I was concerned that before I left for Dubai two journalists had been sentenced for writings they had posted on the internet, that for all our ability to talk, there were those whose voices were suppressed. I was concerned that in the hastily convened discussion on freedom of expression that they were not mentioned, while some western authors discussed self-censorship. I was angry that there was an elephant on the table and that some were not even acknowledging it, far less discussing it. It was our duty to do so I thought. It was I thought the reason we were there. I talked to a British journalist about it and her piece is here. I will remember this frustration as much as I will remember all the joys. But on my return to Britain I found this on the English PEN website:

“Shaikh Mohammed bin Rashid Al Maktoum, the emir of Dubai who is also it’s vice president and prime minister, has since decreed that no journalist should receive a prison sentence for press-related offences, and the journalists have all been released from jail.”
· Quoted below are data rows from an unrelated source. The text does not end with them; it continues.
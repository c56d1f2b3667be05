//! HTTP surface: `POST /scan-hosts`, `POST /scan-ports` and CORS preflight.
//!
//! Every response, errors included, carries permissive CORS headers. No
//! authentication or rate limiting happens here.

mod handlers;

use crate::api::ScanService;
use crate::error::{CliError, CliResult};
use std::convert::Infallible;
use std::future::Future;
use std::net::SocketAddr;
use std::sync::Arc;
use tracing::info;
use warp::http::header::{
    ACCESS_CONTROL_ALLOW_HEADERS, ACCESS_CONTROL_ALLOW_METHODS, ACCESS_CONTROL_ALLOW_ORIGIN,
};
use warp::http::{HeaderValue, Method};
use warp::reply::Response;
use warp::{Filter, Reply};

/// Largest accepted request body.
const MAX_BODY_BYTES: u64 = 16 * 1024;

/// Build the complete route tree.
pub fn routes(
    service: Arc<ScanService>,
) -> impl Filter<Extract = (Response,), Error = Infallible> + Clone {
    let preflight = warp::method()
        .and_then(|method: Method| async move {
            if method == Method::OPTIONS {
                Ok(())
            } else {
                Err(warp::reject::not_found())
            }
        })
        .untuple_one()
        .map(|| with_cors(warp::reply()));

    let scan_hosts = warp::path("scan-hosts")
        .and(warp::path::end())
        .and(warp::post())
        .and(warp::body::content_length_limit(MAX_BODY_BYTES))
        .and(warp::body::bytes())
        .and(with_service(service.clone()))
        .and_then(handlers::scan_hosts);

    let scan_ports = warp::path("scan-ports")
        .and(warp::path::end())
        .and(warp::post())
        .and(warp::body::content_length_limit(MAX_BODY_BYTES))
        .and(warp::body::bytes())
        .and(with_service(service))
        .and_then(handlers::scan_ports);

    preflight
        .or(scan_hosts)
        .unify()
        .or(scan_ports)
        .unify()
        .recover(handlers::rejection)
        .unify()
}

/// Serve the routes on `addr` until `shutdown` resolves.
pub async fn serve<S>(service: Arc<ScanService>, addr: SocketAddr, shutdown: S) -> CliResult<()>
where
    S: Future<Output = ()> + Send + 'static,
{
    let (bound, server) = warp::serve(routes(service))
        .try_bind_with_graceful_shutdown(addr, shutdown)
        .map_err(|e| CliError::Server(e.to_string()))?;

    info!(addr = %bound, "listening");
    server.await;
    info!("server stopped");
    Ok(())
}

fn with_service(
    service: Arc<ScanService>,
) -> impl Filter<Extract = (Arc<ScanService>,), Error = Infallible> + Clone {
    warp::any().map(move || service.clone())
}

fn with_cors(reply: impl Reply) -> Response {
    let mut response = reply.into_response();
    let headers = response.headers_mut();
    headers.insert(ACCESS_CONTROL_ALLOW_ORIGIN, HeaderValue::from_static("*"));
    headers.insert(ACCESS_CONTROL_ALLOW_METHODS, HeaderValue::from_static("POST, OPTIONS"));
    headers.insert(ACCESS_CONTROL_ALLOW_HEADERS, HeaderValue::from_static("Content-Type"));
    response
}

#[cfg(test)]
mod tests {
    use super::*;
    use crate::config::Settings;
    use crate::scanner::{LivenessProber, PingFacility, PingOutcome};
    use async_trait::async_trait;
    use std::net::IpAddr;
    use std::time::Duration;
    use tokio::net::TcpListener;
    use warp::hyper::body::Bytes;

    struct AlwaysUp;

    #[async_trait]
    impl PingFacility for AlwaysUp {
        async fn ping(&self, _addr: IpAddr, _wait: Duration) -> PingOutcome {
            PingOutcome::Ran {
                reachable: true,
                rtt: Some(Duration::from_millis(3)),
            }
        }
    }

    fn service() -> Arc<ScanService> {
        let settings = Settings::default();
        let prober = Arc::new(LivenessProber::with_facility(&settings, Arc::new(AlwaysUp)));
        Arc::new(ScanService::with_prober(settings, prober))
    }

    fn json_body(body: &[u8]) -> serde_json::Value {
        serde_json::from_slice(body).unwrap()
    }

    fn assert_cors(response: &warp::http::Response<Bytes>) {
        assert_eq!(response.headers()["access-control-allow-origin"], "*");
        assert_eq!(response.headers()["access-control-allow-methods"], "POST, OPTIONS");
        assert_eq!(response.headers()["access-control-allow-headers"], "Content-Type");
    }

    #[tokio::test]
    async fn test_preflight() {
        let response = warp::test::request()
            .method("OPTIONS")
            .path("/scan-ports")
            .reply(&routes(service()))
            .await;

        assert_eq!(response.status(), 200);
        assert!(response.body().is_empty());
        assert_cors(&response);
    }

    #[tokio::test]
    async fn test_scan_hosts_success() {
        let response = warp::test::request()
            .method("POST")
            .path("/scan-hosts")
            .json(&serde_json::json!({"ipRange": "10.1.1.1-10.1.1.3", "batchSize": 2}))
            .reply(&routes(service()))
            .await;

        assert_eq!(response.status(), 200);
        assert_cors(&response);
        let body = json_body(response.body());
        assert_eq!(body["success"], true);
        assert_eq!(body["method"], "icmp");
        assert_eq!(body["totalHosts"], 3);
        assert_eq!(body["activeHosts"], 3);
        assert_eq!(body["results"][0]["address"], "10.1.1.1");
        assert_eq!(body["results"][2]["address"], "10.1.1.3");
        assert_eq!(body["results"][1]["responseTimeMs"], 3);
    }

    #[tokio::test]
    async fn test_scan_hosts_validation_error() {
        let response = warp::test::request()
            .method("POST")
            .path("/scan-hosts")
            .json(&serde_json::json!({"target": "192.168.0.0/16"}))
            .reply(&routes(service()))
            .await;

        assert_eq!(response.status(), 400);
        assert_cors(&response);
        let body = json_body(response.body());
        assert!(body["error"].as_str().unwrap().contains("/16"));

        let response = warp::test::request()
            .method("POST")
            .path("/scan-hosts")
            .json(&serde_json::json!({"ipRange": "10.1.1.3-10.1.1.1"}))
            .reply(&routes(service()))
            .await;
        assert_eq!(response.status(), 400);

        let response = warp::test::request()
            .method("POST")
            .path("/scan-hosts")
            .body("")
            .reply(&routes(service()))
            .await;
        assert_eq!(response.status(), 400);
        assert!(json_body(response.body())["error"]
            .as_str()
            .unwrap()
            .starts_with("missing target"));
    }

    #[tokio::test]
    async fn test_malformed_json() {
        let response = warp::test::request()
            .method("POST")
            .path("/scan-ports")
            .body("{not json")
            .reply(&routes(service()))
            .await;

        assert_eq!(response.status(), 400);
        assert!(json_body(response.body())["error"]
            .as_str()
            .unwrap()
            .starts_with("invalid request body"));
    }

    #[tokio::test]
    async fn test_scan_ports_success() {
        let listener = TcpListener::bind("127.0.0.1:0").await.unwrap();
        let open = listener.local_addr().unwrap().port();

        let response = warp::test::request()
            .method("POST")
            .path("/scan-ports")
            .json(&serde_json::json!({
                "ip": "127.0.0.1",
                "preset": "custom",
                "ports": open.to_string(),
                "timeout": 2000
            }))
            .reply(&routes(service()))
            .await;

        assert_eq!(response.status(), 200);
        assert_cors(&response);
        let body = json_body(response.body());
        assert_eq!(body["ip"], "127.0.0.1");
        assert_eq!(body["openCount"], 1);
        assert_eq!(body["closedCount"], 0);
        assert_eq!(body["ports"][0]["port"], open);
        assert_eq!(body["ports"][0]["status"], "open");
    }

    #[tokio::test]
    async fn test_scan_ports_missing_ip() {
        let response = warp::test::request()
            .method("POST")
            .path("/scan-ports")
            .json(&serde_json::json!({"preset": "web"}))
            .reply(&routes(service()))
            .await;

        assert_eq!(response.status(), 400);
        assert_eq!(json_body(response.body())["error"], "missing 'ip' field");
    }

    #[tokio::test]
    async fn test_unknown_route_and_method() {
        let response = warp::test::request()
            .method("POST")
            .path("/nope")
            .body("{}")
            .reply(&routes(service()))
            .await;
        assert_eq!(response.status(), 404);
        assert_cors(&response);

        let response = warp::test::request()
            .method("GET")
            .path("/scan-hosts")
            .reply(&routes(service()))
            .await;
        assert_eq!(response.status(), 405);
    }

    #[tokio::test]
    async fn test_wrong_method_on_unknown_path_is_not_found() {
        for method in ["GET", "DELETE"] {
            let response = warp::test::request()
                .method(method)
                .path("/unknown-path")
                .reply(&routes(service()))
                .await;
            assert_eq!(response.status(), 404, "{method}");
            assert_cors(&response);
        }
    }
}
So along with meeting friends old and new, along with meeting someone who has changed my life, I will remember this, that talking does makes a difference, a very real difference to very real people. And that is what EAIFL was for, it is what it did and it is why I am proud to say “I was there.”

Yours,

LibraDoodle

1 comment:

Anonymous said...

Great effort Blez, sorry we missed you in Dubai by a week. Hope the rest of Hamwees birthday was ripping...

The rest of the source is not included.